## Appendix 12.5: Determining the Likelihood of Outcomes (p-values)

Traditional statistical hypothesis tests are performed by comparing the value
of a detection statistic with an estimate of its natural internal variability
in the unperturbed climate. This estimate must be obtained from control climate
simulations because detection statistics typically measure change on time-scales
that are a substantial fraction of the length of the available instrumental
record (see Appendix 12.4). Most "optimal" detection studies
use two data sets from control climate simulations, one that is used to develop
the optimal detection statistic and the other to independently estimate its
natural variability.
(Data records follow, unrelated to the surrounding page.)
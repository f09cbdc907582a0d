//! Error handling and extraction statistics.
//!
//! This module provides:
//! - Error type definitions (input, fetch, initialization)
//! - Fetch error categorization and retry strategy
//! - Extraction warning tracking
//!
//! Problems are categorized into:
//! - **Errors**: Failures that end a scrape call (bad input, failed fetch)
//! - **Warnings**: Missing or malformed optional data that still yields a result

mod categorization;
mod stats;
mod types;

// Re-export public API
pub use categorization::{categorize_reqwest_error, get_retry_strategy, is_retriable_error};
pub use stats::ExtractionStats;
pub use types::{ErrorType, InitializationError, InputError, ScrapeError, WarningType};

#[cfg(test)]
mod tests {
    use super::*;
    use strum::IntoEnumIterator;

    #[test]
    fn test_extraction_stats_initialization() {
        let stats = ExtractionStats::new();
        for warning_type in WarningType::iter() {
            assert_eq!(stats.get_warning_count(warning_type), 0);
        }
    }

    #[test]
    fn test_extraction_stats_increment() {
        let stats = ExtractionStats::new();
        stats.increment_warning(WarningType::MalformedJsonLd);
        stats.increment_warning(WarningType::MalformedJsonLd);
        stats.increment_warning(WarningType::MissingTitle);
        assert_eq!(stats.get_warning_count(WarningType::MalformedJsonLd), 2);
        assert_eq!(stats.get_warning_count(WarningType::MissingTitle), 1);
        assert_eq!(stats.total_warnings(), 3);
    }

    #[test]
    fn test_extraction_stats_log_summary() {
        let stats = ExtractionStats::new();
        // Nothing to report
        stats.log_summary();

        stats.increment_warning(WarningType::InvalidLogoUrl);
        stats.log_summary();
        assert_eq!(stats.total_warnings(), 1);
    }
}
This is necessary to avoid underestimating natural variability.
The *p*-value that is used in testing the no signal null hypothesis is
often computed by assuming that both the observed and simulated projections
on signal patterns are normally distributed. This is convenient, and is thought
to be a reasonable assumption given the variables and the time and space scales
used for detection and attribution. However, it leads to concern that very small
*p*-values may be unreliable, because they correspond to events that have
not been explored by the model in the available control integrations (Allen
and Tett, 1999). They therefore recommend that *p*-values be limited to
values that are consistent with the range visited in the available control integrations.
A non-parametric approach is to estimate the *p*-value by comparing the
value of the detection statistic with an empirical estimate of its distribution
obtained from the second control simulation data set. If parametric methods
are used to estimate the *p*-value, then very small values should be reported
as being less than 1/*n*_{p} where *np* represents the equivalent
number of independent real-isations of the detection statistic that are contained
in the second control integration.